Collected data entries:
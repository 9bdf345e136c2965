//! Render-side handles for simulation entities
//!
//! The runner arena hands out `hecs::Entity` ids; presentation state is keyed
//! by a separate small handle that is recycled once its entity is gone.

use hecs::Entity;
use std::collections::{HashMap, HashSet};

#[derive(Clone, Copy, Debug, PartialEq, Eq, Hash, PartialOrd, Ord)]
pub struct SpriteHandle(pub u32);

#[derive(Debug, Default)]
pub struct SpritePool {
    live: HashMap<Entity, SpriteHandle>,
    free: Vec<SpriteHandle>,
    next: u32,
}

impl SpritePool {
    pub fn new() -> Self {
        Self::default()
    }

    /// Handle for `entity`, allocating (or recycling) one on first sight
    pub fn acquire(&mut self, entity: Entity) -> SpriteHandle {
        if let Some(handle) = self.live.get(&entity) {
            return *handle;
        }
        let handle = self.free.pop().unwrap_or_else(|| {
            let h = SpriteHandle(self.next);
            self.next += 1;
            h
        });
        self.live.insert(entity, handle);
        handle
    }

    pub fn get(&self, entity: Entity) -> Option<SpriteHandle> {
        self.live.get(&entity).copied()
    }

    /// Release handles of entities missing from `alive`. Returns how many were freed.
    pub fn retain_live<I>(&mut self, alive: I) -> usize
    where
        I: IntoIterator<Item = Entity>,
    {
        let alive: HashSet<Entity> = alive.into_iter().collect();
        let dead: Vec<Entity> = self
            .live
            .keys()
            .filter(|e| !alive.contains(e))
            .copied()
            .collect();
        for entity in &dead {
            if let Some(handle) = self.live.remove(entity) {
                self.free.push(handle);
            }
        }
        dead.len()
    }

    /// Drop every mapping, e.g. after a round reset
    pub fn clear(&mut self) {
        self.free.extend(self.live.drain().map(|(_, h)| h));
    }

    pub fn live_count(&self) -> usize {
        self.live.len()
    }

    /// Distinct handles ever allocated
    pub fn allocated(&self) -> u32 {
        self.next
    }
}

* * *

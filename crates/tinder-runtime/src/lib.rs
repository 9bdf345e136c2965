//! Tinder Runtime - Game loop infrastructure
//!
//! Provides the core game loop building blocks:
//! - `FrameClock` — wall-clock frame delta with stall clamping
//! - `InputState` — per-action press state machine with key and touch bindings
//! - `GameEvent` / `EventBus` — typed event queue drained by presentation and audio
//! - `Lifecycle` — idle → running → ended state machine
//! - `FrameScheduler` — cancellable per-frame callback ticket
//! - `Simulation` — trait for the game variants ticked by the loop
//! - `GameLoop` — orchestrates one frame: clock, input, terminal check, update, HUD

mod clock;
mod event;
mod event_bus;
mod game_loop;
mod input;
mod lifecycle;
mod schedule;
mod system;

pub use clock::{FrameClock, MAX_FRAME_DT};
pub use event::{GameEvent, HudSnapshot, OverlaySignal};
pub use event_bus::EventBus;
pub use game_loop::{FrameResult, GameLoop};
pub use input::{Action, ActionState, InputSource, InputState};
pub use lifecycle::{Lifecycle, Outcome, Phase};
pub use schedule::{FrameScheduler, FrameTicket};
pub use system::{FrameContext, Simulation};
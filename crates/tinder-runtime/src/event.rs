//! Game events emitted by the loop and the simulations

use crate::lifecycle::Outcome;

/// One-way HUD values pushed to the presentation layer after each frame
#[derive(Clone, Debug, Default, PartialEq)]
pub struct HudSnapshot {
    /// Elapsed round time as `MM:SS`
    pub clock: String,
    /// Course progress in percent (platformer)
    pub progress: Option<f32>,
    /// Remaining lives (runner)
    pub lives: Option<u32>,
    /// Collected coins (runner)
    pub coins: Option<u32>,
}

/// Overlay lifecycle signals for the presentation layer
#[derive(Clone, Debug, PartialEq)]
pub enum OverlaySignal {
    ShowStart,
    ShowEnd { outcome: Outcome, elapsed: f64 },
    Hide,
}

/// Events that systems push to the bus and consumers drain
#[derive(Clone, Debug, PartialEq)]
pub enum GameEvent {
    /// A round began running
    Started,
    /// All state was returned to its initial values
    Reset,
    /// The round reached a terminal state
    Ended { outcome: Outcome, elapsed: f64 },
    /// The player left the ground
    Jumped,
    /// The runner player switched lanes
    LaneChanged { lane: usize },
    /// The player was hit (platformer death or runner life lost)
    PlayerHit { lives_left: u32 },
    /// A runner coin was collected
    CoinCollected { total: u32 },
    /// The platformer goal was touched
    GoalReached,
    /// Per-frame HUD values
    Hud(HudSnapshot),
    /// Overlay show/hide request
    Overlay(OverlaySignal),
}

• [Task description]
Look above for the line holding "self.next += 1;" and the line holding "handles ever allocated", then output exactly those two lines and every line between them, nothing more.

• [Result for this exercise]
            self.next += 1;
            h
        });
        self.live.insert(entity, handle);
        handle
    }

    pub fn get(&self, entity: Entity) -> Option<SpriteHandle> {
        self.live.get(&entity).copied()
    }

    /// Release handles of entities missing from `alive`. Returns how many were freed.
    pub fn retain_live<I>(&mut self, alive: I) -> usize
    where
        I: IntoIterator<Item = Entity>,
    {
        let alive: HashSet<Entity> = alive.into_iter().collect();
        let dead: Vec<Entity> = self
            .live
            .keys()
            .filter(|e| !alive.contains(e))
            .copied()
            .collect();
        for entity in &dead {
            if let Some(handle) = self.live.remove(entity) {
                self.free.push(handle);
            }
        }
        dead.len()
    }

    /// Drop every mapping, e.g. after a round reset
    pub fn clear(&mut self) {
        self.free.extend(self.live.drain().map(|(_, h)| h));
    }

    pub fn live_count(&self) -> usize {
        self.live.len()
    }

    /// Distinct handles ever allocated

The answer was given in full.